There is some confusion as to representation of some of the Ivy plaintiffs. Robert Hager, Esq. only claims to represent Donald Ivy, Shirley Ivy, James Deloatch, and Joyce Deloatch. The other plaintiffs in the Ivy action are represented by counsel in Texas who did not appear in this court.

Shirley Ivy is attempting to be a class representative of a class of veterans and survivors who manifested or discovered injury after the May 7, 1984 opt-out deadline. Ronald Hartman is attempting to do the same in Hartman II.

James Deloatch, Joyce Deloatch, Tamara Deloatch, James L. Kent, Sr., Emma Kent, Charles E. Brown, Gary F. Thomas, and Mary Lou Thomas purported to opt out of the Agent Orange class by filing notices with the Clerk of the Court in August of 1988. Shirley Ivy also filed an opt-out notice on behalf of herself and her deceased husband, Donald Ivy, with the Clerk of the Court on August 25, 1991.

Some Ivy plaintiffs have availed themselves of the Veteran Payment Program.
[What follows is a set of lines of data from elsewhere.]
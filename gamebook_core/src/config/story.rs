//! Story document loading - raw TOML schema and conversion to the graph

use super::ConfigError;
use crate::graph::{Choice, Enemy, Gate, Node, NodeKind, Outcome, StoryGraph};
use crate::player::{Player, HIT_POINTS, MAX_HIT_POINTS};
use serde::{Deserialize, Serialize};
use std::collections::BTreeMap;
use std::path::Path;

/// The whole story document
#[derive(Debug, Clone, Default, Serialize, Deserialize)]
pub struct GameConfig {
    /// Rule system name; empty selects the default
    #[serde(default)]
    pub system: String,
    #[serde(default)]
    pub player: PlayerConfig,
    #[serde(default)]
    pub nodes: Vec<NodeConfig>,
}

/// Starting player state
#[derive(Debug, Clone, Default, Serialize, Deserialize)]
pub struct PlayerConfig {
    #[serde(default)]
    pub stats: BTreeMap<String, i32>,
    #[serde(default)]
    pub attributes: BTreeMap<String, bool>,
    #[serde(default)]
    pub inventory: Vec<String>,
    #[serde(default)]
    pub equipment: BTreeMap<String, String>,
}

#[derive(Debug, Clone, Serialize, Deserialize)]
pub struct NodeConfig {
    pub id: String,
    #[serde(rename = "type")]
    pub node_type: String,
    #[serde(default)]
    pub text: String,
    #[serde(default)]
    pub choices: Vec<ChoiceConfig>,
    #[serde(default)]
    pub enemies: Vec<EnemyConfig>,
    #[serde(default)]
    pub outcomes: Vec<OutcomeConfig>,
}

#[derive(Debug, Clone, Serialize, Deserialize)]
pub struct ChoiceConfig {
    pub description: String,
    pub next_node_id: String,
    #[serde(default)]
    pub required_discipline: Option<String>,
    #[serde(default)]
    pub required_item: Option<String>,
}

#[derive(Debug, Clone, Serialize, Deserialize)]
pub struct OutcomeConfig {
    #[serde(default)]
    pub description: Option<String>,
    #[serde(default)]
    pub condition: Option<String>,
    #[serde(default)]
    pub condition_int: Vec<i32>,
    pub next_node_id: String,
}

#[derive(Debug, Clone, Serialize, Deserialize)]
pub struct EnemyConfig {
    #[serde(rename = "Name")]
    pub name: String,
    #[serde(rename = "HP")]
    pub hp: i32,
    #[serde(rename = "CS")]
    pub cs: i32,
}

impl GameConfig {
    /// Load a story document from a TOML or JSON file
    pub fn load(path: &Path) -> Result<Self, ConfigError> {
        super::load_document(path)
    }

    /// Parse a story document from a TOML string
    pub fn parse(content: &str) -> Result<Self, ConfigError> {
        super::parse_toml(content)
    }

    /// Build the immutable story graph
    pub fn story(&self) -> Result<StoryGraph, ConfigError> {
        StoryGraph::new(self.nodes.iter().map(NodeConfig::to_node))
    }

    /// Build the starting player
    ///
    /// `MAX_HP` defaults to the starting `HP` so healing has a ceiling.
    pub fn player(&self) -> Player {
        let mut player = Player {
            stats: self.player.stats.clone(),
            abilities: self.player.attributes.clone(),
            items: self.player.inventory.iter().cloned().collect(),
            equipment: self.player.equipment.clone(),
        };
        if !player.stats.contains_key(MAX_HIT_POINTS) {
            if let Some(hp) = player.stats.get(HIT_POINTS).copied() {
                player.set_stat(MAX_HIT_POINTS, hp);
            }
        }
        player
    }
}

impl NodeConfig {
    pub fn to_node(&self) -> Node {
        let kind = match self.node_type.as_str() {
            "story" | "narrative" => NodeKind::Narrative {
                choices: self.choices.iter().map(ChoiceConfig::to_choice).collect(),
            },
            "encounter" => NodeKind::Encounter {
                enemies: self.enemies.iter().map(EnemyConfig::to_enemy).collect(),
                outcomes: self.outcomes.iter().map(OutcomeConfig::to_outcome).collect(),
            },
            "random_roll" | "randomized_branch" => NodeKind::RandomizedBranch {
                outcomes: self.outcomes.iter().map(OutcomeConfig::to_outcome).collect(),
            },
            "end" | "terminal" => NodeKind::Terminal,
            other => NodeKind::Unrecognized {
                kind: other.to_string(),
            },
        };
        Node::new(self.id.as_str(), self.text.as_str(), kind)
    }
}

impl ChoiceConfig {
    pub fn to_choice(&self) -> Choice {
        let mut choice = Choice::new(self.description.as_str(), self.next_node_id.as_str());
        if let Some(discipline) = &self.required_discipline {
            choice = choice.gated(Gate::Ability(discipline.clone()));
        }
        if let Some(item) = &self.required_item {
            choice = choice.gated(Gate::Item(item.clone()));
        }
        choice
    }
}

impl OutcomeConfig {
    pub fn to_outcome(&self) -> Outcome {
        Outcome {
            description: self.description.clone(),
            tag: self.condition.clone(),
            rolls: self.condition_int.clone(),
            next: self.next_node_id.as_str().into(),
        }
    }
}

impl EnemyConfig {
    pub fn to_enemy(&self) -> Enemy {
        Enemy::new(self.name.as_str(), self.hp, self.cs)
    }
}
Shirley Zalewaski apparently filed a notice purporting to opt out of the class but later requested an application for the Payment Program. In March 1989, Verda Wilson applied for a survivor payment from the Agent Orange Veteran Payment Program on behalf of her late husband, Isaiah Wilson, Jr. In September she was denied relief but that decision was overruled by the Special Master for Appeals. On January 15, 1991, the court approved payment to her of a survivor award. She received $3,400 in March of this year. In May 1990 Laura Jenkins also applied for survivor payments on behalf of her late husband, Eddie Jenkins. She was approved for payment and received $2,040 in February, 1991. Plaintiffs Ursula Margot Parry and Shirley Zalewaski have applied for payment from the Settlement Fund and have been sent application kits which they have not yet returned.

The Ivy complaint, which seeks compensatory and punitive damages for "aftermanifested" injuries, expressly disclaims reliance on federal law. Defendants nevertheless removed the Ivy action to federal court on federal question grounds.
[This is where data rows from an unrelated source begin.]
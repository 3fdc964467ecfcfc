//! Condition evaluation - Gates on choices and roll-selected outcomes
//!
//! Pure functions of player state and node data.

use crate::graph::{Choice, Gate, Outcome};
use crate::player::Player;

/// Whether the player satisfies a single gate
pub fn gate_satisfied(gate: &Gate, player: &Player) -> bool {
    match gate {
        Gate::Ability(name) => player.has_ability(name),
        Gate::Item(name) => player.has_item(name),
    }
}

/// Whether a choice may be taken
///
/// Ungated choices are always eligible. A gated choice is eligible when the
/// player satisfies any one of its gates.
pub fn eligible(choice: &Choice, player: &Player) -> bool {
    choice.gates.is_empty() || choice.gates.iter().any(|gate| gate_satisfied(gate, player))
}

/// Index of the first outcome, in authored order, whose roll set contains `roll`
pub fn matching_outcome(outcomes: &[Outcome], roll: u8) -> Option<usize> {
    outcomes.iter().position(|outcome| outcome.matches_roll(roll))
}

#[cfg(test)]
mod tests {
    use super::*;

    fn choice() -> Choice {
        Choice::new("Open the door", "hall")
    }

    #[test]
    fn test_ungated_always_eligible() {
        let empty = Player::new();
        let rich = Player::new()
            .with_ability("Mindblast")
            .with_item("Sommerswerd")
            .with_stat("HP", -4);

        assert!(eligible(&choice(), &empty));
        assert!(eligible(&choice(), &rich));
    }

    #[test]
    fn test_ability_gate() {
        let gated = choice().gated(Gate::Ability("Tracking".to_string()));

        assert!(!eligible(&gated, &Player::new()));
        assert!(eligible(&gated, &Player::new().with_ability("Tracking")));

        let mut lapsed = Player::new();
        lapsed.abilities.insert("Tracking".to_string(), false);
        assert!(!eligible(&gated, &lapsed));
    }

    #[test]
    fn test_item_gate_is_case_sensitive() {
        let gated = choice().gated(Gate::Item("Golden Key".to_string()));

        assert!(eligible(&gated, &Player::new().with_item("Golden Key")));
        assert!(!eligible(&gated, &Player::new().with_item("golden key")));
    }

    #[test]
    fn test_either_gate_suffices() {
        let gated = choice()
            .gated(Gate::Ability("Sixth Sense".to_string()))
            .gated(Gate::Item("Lantern".to_string()));

        assert!(eligible(&gated, &Player::new().with_item("Lantern")));
        assert!(eligible(&gated, &Player::new().with_ability("Sixth Sense")));
        assert!(!eligible(&gated, &Player::new()));
    }

    #[test]
    fn test_first_matching_outcome_wins() {
        let outcomes = vec![
            Outcome::on_rolls(0..=4, "A"),
            Outcome::on_rolls(3..=9, "B"),
        ];

        assert_eq!(matching_outcome(&outcomes, 2), Some(0));
        assert_eq!(matching_outcome(&outcomes, 3), Some(0));
        assert_eq!(matching_outcome(&outcomes, 7), Some(1));
    }

    #[test]
    fn test_no_matching_outcome() {
        let outcomes = vec![Outcome::on_rolls([1, 2], "A")];
        assert_eq!(matching_outcome(&outcomes, 0), None);
        assert_eq!(matching_outcome(&[], 0), None);
    }
}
In April 1990, a second action was filed by the Hartman I plaintiffs in Texas state court. With one exception, the complaint in Hartman II is essentially identical to Hartman I; like the complaint in Ivy, it disavows reliance on any right or recovery under federal law. Hartman II was also removed to federal court. While the Ivy and Hartman II actions have not been consolidated, the plaintiffs in both actions will be referred to collectively as "plaintiffs."
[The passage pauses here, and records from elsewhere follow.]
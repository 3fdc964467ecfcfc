//! Combat - Result table, roll sources and blow resolution

mod dice;
mod resolution;
mod table;

pub use dice::{RngRolls, RollSource, ScriptedRolls};
pub use resolution::{normalize_ratio, CombatResolver, Resolution};
pub use table::{CombatKey, CombatResultTable, DamageOutcome, MAX_RATIO, MIN_RATIO, ROLL_SIDES};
In both the Ivy and Hartman II notices of removal, the defendants offered two grounds for federal subject matter jurisdiction. First, the court was said to have jurisdiction over this action "because most of the plaintiffs' claims have already been asserted and adjudicated in federal court and plaintiffs' petition is merely an artful pleading to avoid federal jurisdiction." Second, the court's jurisdiction was invoked "pursuant to 28 U.S.C. § 1331 based on the doctrine of complete federal preemption."

On January 31, 1990, the plaintiffs petitioned the United States Court of Appeals for the Second Circuit for a writ of mandamus directing the MDL Panel to vacate the transfer order for lack of federal subject matter jurisdiction. The petition was denied on March 28, 1990. See In re Ivy, 901 F.2d 7 (2d Cir. 1990). The Court of Appeals directed that the issue of subject matter jurisdiction be considered in the first instance by the transferee court. Id.

In October 1990, plaintiffs moved in this court for an order remanding both actions to the Texas state courts on the ground that federal subject matter jurisdiction was lacking. In December 1990, defendants moved under the All-Writs Act, 28 U.S.C. § 1651, for an injunction prohibiting the plaintiffs, their attorneys and certain non-parties from prosecuting Ivy and Hartman II and from commencing any new actions compromised by the Settlement Agreement.

A second mandamus petition that sought to prevent this court from ruling on the merits of the case was denied without opinion in December 1990. In re Ivy, No. 90-3065 (2d Cir. Dec. 12, 1990). A third mandamus petition seeking relief similar to the second petition was denied in March of 1991. In re Ivy, No. 91-3011 (2d Cir. Mar. 5, 1991).

Oral argument on the motion to remand was heard on March 6, 1991. Given the complexity of the legal issues and the questions posed by the court, time for further briefing was requested by the defendants. The motion to remand and any additional dispositive motions were rescheduled to be heard on May 6, 1991.

Prior to the May 6 return date, defendants moved to dismiss plaintiffs' claims. Defendants further moved for leave to amend their notice of removal to add 28 U.S.C. § 1442(a)(1) (removal of cases involving federal officer or persons acting under such officer) as a basis for jurisdiction. Plaintiff Hartman moved for an order consolidating the Ivy and Hartman II actions for trial purposes.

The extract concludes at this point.